- Task to complete
Your answer must consist of exactly the lines below, starting with the line with "use crate::error::ExperimentError;" and going on through the line with "pub enum ExperimentKind", and nothing else.

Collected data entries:
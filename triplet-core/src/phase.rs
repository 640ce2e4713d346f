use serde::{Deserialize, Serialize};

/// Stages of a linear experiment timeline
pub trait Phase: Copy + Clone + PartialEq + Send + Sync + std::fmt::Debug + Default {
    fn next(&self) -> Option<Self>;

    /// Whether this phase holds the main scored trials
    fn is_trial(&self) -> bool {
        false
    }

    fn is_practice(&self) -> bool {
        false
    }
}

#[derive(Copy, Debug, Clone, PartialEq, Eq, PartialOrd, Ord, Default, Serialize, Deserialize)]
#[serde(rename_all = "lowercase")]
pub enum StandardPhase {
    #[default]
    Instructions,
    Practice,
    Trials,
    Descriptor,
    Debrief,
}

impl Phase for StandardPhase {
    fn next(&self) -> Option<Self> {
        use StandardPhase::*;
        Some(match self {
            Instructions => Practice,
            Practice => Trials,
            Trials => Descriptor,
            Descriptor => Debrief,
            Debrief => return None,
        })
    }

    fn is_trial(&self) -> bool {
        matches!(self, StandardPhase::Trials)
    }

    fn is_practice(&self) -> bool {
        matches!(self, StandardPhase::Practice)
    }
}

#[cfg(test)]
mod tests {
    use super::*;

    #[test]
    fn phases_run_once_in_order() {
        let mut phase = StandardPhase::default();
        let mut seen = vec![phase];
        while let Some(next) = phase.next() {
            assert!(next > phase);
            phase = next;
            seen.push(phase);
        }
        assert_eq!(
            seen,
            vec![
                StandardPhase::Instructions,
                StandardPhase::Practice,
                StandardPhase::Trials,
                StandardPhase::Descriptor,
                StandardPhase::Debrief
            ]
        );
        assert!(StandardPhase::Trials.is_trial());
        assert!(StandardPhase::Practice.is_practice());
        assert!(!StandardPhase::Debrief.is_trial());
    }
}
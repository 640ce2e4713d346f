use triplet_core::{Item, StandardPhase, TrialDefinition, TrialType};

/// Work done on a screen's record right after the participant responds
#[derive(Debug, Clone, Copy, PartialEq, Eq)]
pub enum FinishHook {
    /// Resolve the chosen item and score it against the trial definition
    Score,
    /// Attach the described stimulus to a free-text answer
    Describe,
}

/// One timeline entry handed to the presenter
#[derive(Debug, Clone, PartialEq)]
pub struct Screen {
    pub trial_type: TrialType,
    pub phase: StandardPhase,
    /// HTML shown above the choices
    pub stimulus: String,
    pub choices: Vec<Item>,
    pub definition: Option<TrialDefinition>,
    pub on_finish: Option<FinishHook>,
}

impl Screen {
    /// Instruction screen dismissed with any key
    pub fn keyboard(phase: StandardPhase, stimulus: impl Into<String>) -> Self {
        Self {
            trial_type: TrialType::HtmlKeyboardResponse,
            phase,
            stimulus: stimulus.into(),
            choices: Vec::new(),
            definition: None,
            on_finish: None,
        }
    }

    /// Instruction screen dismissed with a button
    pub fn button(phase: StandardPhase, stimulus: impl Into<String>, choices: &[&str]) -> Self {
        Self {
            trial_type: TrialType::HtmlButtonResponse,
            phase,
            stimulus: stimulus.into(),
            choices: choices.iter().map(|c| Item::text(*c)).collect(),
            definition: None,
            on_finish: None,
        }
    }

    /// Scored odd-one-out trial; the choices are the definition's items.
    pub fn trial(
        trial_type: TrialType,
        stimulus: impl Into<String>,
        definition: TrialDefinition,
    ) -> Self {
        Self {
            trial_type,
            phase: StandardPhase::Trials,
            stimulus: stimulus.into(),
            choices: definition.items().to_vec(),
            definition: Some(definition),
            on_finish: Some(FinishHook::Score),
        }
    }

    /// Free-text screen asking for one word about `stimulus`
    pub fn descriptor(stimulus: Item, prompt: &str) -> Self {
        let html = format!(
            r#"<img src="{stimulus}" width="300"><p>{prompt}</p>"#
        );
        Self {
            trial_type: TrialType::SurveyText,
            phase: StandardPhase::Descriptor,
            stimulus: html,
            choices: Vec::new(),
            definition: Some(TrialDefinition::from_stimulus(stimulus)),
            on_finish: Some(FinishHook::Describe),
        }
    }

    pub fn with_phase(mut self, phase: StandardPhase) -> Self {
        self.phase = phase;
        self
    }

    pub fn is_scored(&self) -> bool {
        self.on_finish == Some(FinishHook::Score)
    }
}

* * *

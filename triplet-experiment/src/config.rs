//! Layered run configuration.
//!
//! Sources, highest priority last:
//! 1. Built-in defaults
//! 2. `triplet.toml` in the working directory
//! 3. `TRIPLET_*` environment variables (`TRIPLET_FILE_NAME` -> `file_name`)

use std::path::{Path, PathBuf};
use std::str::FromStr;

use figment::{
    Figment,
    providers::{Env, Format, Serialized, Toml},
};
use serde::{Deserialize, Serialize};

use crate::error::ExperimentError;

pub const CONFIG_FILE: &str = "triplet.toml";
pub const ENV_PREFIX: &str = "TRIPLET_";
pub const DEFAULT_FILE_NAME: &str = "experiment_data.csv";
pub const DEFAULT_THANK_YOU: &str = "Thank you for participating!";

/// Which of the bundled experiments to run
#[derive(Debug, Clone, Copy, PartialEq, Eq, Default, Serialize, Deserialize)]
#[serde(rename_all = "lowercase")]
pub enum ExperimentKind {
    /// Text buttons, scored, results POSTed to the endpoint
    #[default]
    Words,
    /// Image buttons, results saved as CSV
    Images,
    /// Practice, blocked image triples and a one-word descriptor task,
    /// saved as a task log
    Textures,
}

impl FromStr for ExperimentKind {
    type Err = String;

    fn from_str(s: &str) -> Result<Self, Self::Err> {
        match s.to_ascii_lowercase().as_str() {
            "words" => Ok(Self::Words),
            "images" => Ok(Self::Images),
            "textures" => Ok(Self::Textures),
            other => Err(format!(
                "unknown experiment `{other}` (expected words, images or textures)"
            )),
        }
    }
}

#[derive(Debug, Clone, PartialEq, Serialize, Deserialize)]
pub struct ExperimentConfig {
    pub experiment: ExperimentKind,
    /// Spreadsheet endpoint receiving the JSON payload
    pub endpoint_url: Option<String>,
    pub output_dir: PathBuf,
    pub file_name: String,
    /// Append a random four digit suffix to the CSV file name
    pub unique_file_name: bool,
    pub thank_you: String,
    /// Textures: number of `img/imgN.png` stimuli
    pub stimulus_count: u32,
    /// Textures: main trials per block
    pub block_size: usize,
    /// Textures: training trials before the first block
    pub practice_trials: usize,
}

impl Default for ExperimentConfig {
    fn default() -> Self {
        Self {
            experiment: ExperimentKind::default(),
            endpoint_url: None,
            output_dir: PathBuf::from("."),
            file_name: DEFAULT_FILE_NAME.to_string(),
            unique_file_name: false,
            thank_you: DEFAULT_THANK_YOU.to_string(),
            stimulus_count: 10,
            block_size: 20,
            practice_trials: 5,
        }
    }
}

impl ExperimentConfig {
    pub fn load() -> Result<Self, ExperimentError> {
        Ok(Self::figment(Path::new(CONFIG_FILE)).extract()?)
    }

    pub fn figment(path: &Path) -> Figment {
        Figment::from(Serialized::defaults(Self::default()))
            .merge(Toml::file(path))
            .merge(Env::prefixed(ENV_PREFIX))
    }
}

--

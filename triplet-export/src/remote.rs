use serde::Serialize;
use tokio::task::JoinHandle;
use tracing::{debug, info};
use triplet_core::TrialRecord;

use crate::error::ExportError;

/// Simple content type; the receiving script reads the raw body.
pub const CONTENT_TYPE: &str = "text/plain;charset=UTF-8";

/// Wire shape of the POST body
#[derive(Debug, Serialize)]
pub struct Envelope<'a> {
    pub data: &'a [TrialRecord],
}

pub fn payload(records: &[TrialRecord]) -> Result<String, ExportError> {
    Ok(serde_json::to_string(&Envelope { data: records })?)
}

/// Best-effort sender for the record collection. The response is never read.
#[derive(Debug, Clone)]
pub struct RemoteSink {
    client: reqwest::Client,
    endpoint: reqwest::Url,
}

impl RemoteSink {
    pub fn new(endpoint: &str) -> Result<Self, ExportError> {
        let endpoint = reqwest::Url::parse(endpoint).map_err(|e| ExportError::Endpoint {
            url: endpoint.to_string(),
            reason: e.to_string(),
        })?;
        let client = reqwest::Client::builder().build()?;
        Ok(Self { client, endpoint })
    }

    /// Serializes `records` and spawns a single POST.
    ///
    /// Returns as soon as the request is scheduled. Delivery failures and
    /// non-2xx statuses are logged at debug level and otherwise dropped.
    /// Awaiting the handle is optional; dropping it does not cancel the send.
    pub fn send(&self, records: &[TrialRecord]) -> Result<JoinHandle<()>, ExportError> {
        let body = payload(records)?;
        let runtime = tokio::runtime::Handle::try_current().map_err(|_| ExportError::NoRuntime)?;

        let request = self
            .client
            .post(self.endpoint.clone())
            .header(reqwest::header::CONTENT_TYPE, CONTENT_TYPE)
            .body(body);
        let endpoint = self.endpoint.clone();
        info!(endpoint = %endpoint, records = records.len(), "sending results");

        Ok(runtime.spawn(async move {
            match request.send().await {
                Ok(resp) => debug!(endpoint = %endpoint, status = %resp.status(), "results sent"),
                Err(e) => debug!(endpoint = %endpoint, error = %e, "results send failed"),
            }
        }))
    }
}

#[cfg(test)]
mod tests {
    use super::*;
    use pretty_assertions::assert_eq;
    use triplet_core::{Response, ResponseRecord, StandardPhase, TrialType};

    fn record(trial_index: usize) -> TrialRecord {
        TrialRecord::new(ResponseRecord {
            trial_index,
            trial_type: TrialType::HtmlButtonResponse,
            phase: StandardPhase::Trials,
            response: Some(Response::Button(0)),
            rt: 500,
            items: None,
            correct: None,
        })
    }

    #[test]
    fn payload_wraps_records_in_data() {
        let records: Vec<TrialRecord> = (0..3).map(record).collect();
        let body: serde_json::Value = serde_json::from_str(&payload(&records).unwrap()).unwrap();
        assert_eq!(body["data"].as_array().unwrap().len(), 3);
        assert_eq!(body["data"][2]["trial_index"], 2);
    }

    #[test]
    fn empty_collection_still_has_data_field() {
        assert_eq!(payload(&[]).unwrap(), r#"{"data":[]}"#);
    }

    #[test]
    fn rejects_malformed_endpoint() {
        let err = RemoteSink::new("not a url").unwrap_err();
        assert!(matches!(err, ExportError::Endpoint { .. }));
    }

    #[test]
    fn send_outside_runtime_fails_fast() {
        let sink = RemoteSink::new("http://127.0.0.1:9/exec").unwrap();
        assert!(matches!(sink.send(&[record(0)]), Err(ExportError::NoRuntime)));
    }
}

- Result of this task
use crate::error::ExperimentError;

pub const CONFIG_FILE: &str = "triplet.toml";
pub const ENV_PREFIX: &str = "TRIPLET_";
pub const DEFAULT_FILE_NAME: &str = "experiment_data.csv";
pub const DEFAULT_THANK_YOU: &str = "Thank you for participating!";

/// Which of the bundled experiments to run
#[derive(Debug, Clone, Copy, PartialEq, Eq, Default, Serialize, Deserialize)]
#[serde(rename_all = "lowercase")]
pub enum ExperimentKind {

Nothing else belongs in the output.